TASK STATEMENT: Copy out all lines of the records in which the word "Integrity" appears.

(ENTRIES PROVIDED)

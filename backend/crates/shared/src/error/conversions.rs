//! Error conversions - From implementations for common error types
//!
//! Provides automatic conversion from common error types to [`AppError`].

use super::app_error::AppError;
use super::kind::ErrorKind;

// ============================================================================
// Standard library conversions
// ============================================================================

impl From<std::io::Error> for AppError {
    fn from(err: std::io::Error) -> Self {
        let kind = match err.kind() {
            std::io::ErrorKind::NotFound => ErrorKind::NotFound,
            std::io::ErrorKind::PermissionDenied => ErrorKind::Forbidden,
            std::io::ErrorKind::TimedOut => ErrorKind::RequestTimeout,
            _ => ErrorKind::InternalServerError,
        };
        AppError::new(kind, "I/O operation failed").with_source(err)
    }
}

impl From<std::string::FromUtf8Error> for AppError {
    fn from(err: std::string::FromUtf8Error) -> Self {
        AppError::bad_request("Invalid UTF-8 string").with_source(err)
    }
}

// ============================================================================
// serde_json conversions
// ============================================================================

impl From<serde_json::Error> for AppError {
    fn from(err: serde_json::Error) -> Self {
        if err.is_syntax() || err.is_data() {
            AppError::bad_request(format!("JSON parse error: {}", err)).with_source(err)
        } else {
            AppError::internal("JSON serialization error").with_source(err)
        }
    }
}

// ============================================================================
// SQLx conversions (feature-gated)
// ============================================================================

#[cfg(feature = "sqlx")]
impl From<sqlx::Error> for AppError {
    fn from(err: sqlx::Error) -> Self {
        match &err {
            sqlx::Error::RowNotFound => AppError::not_found("Record not found").with_source(err),
            sqlx::Error::PoolTimedOut => {
                AppError::service_unavailable("Database connection pool exhausted").with_source(err)
            }
            sqlx::Error::Database(db_err) => {
                // PostgreSQL specific error codes
                // https://www.postgresql.org/docs/current/errcodes-appendix.html
                let app_err = if let Some(code) = db_err.code() {
                    match code.as_ref() {
                        // Class 23 — Integrity Constraint Violation
                        "23000" => AppError::conflict("Integrity constraint violation"),
                        "23502" => AppError::bad_request("Required field is null"),
                        "23503" => AppError::conflict("Foreign key violation"),
                        "23505" => AppError::conflict("Duplicate key value"),
                        "23514" => AppError::bad_request("Check constraint violation"),
                        // Class 53 — Insufficient Resources
                        "53000" | "53100" | "53200" | "53300" => {
                            AppError::service_unavailable("Database resource exhausted")
                        }
                        // Class 57 — Operator Intervention
                        "57000" | "57014" | "57P01" | "57P02" | "57P03" => {
                            AppError::service_unavailable("Database unavailable")
                        }
                        _ => AppError::internal("Database error"),
                    }
                } else {
                    AppError::internal("Database error")
                };
                app_err.with_source(err)
            }
            sqlx::Error::Io(_) => {
                AppError::service_unavailable("Database connection error").with_source(err)
            }
            sqlx::Error::Protocol(_) => {
                AppError::internal("Database protocol error").with_source(err)
            }
            _ => AppError::internal("Database error").with_source(err),
        }
    }
}

#[cfg(test)]
mod tests {
    use super::*;

    #[test]
    fn test_io_error_conversion() {
        let io_err = std::io::Error::new(std::io::ErrorKind::NotFound, "file not found");
        let app_err: AppError = io_err.into();
        assert_eq!(app_err.kind(), ErrorKind::NotFound);

        let io_err = std::io::Error::new(std::io::ErrorKind::PermissionDenied, "access denied");
        let app_err: AppError = io_err.into();
        assert_eq!(app_err.kind(), ErrorKind::Forbidden);
    }

    #[test]
    fn test_json_error_conversion() {
        let json_err = serde_json::from_str::<serde_json::Value>("invalid json").unwrap_err();
        let app_err: AppError = json_err.into();
        assert_eq!(app_err.kind(), ErrorKind::BadRequest);
    }
}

(End ENTRIES PROVIDED)

RESPONSE:
                        // Class 23 — Integrity Constraint Violation
                        "23000" => AppError::conflict("Integrity constraint violation"),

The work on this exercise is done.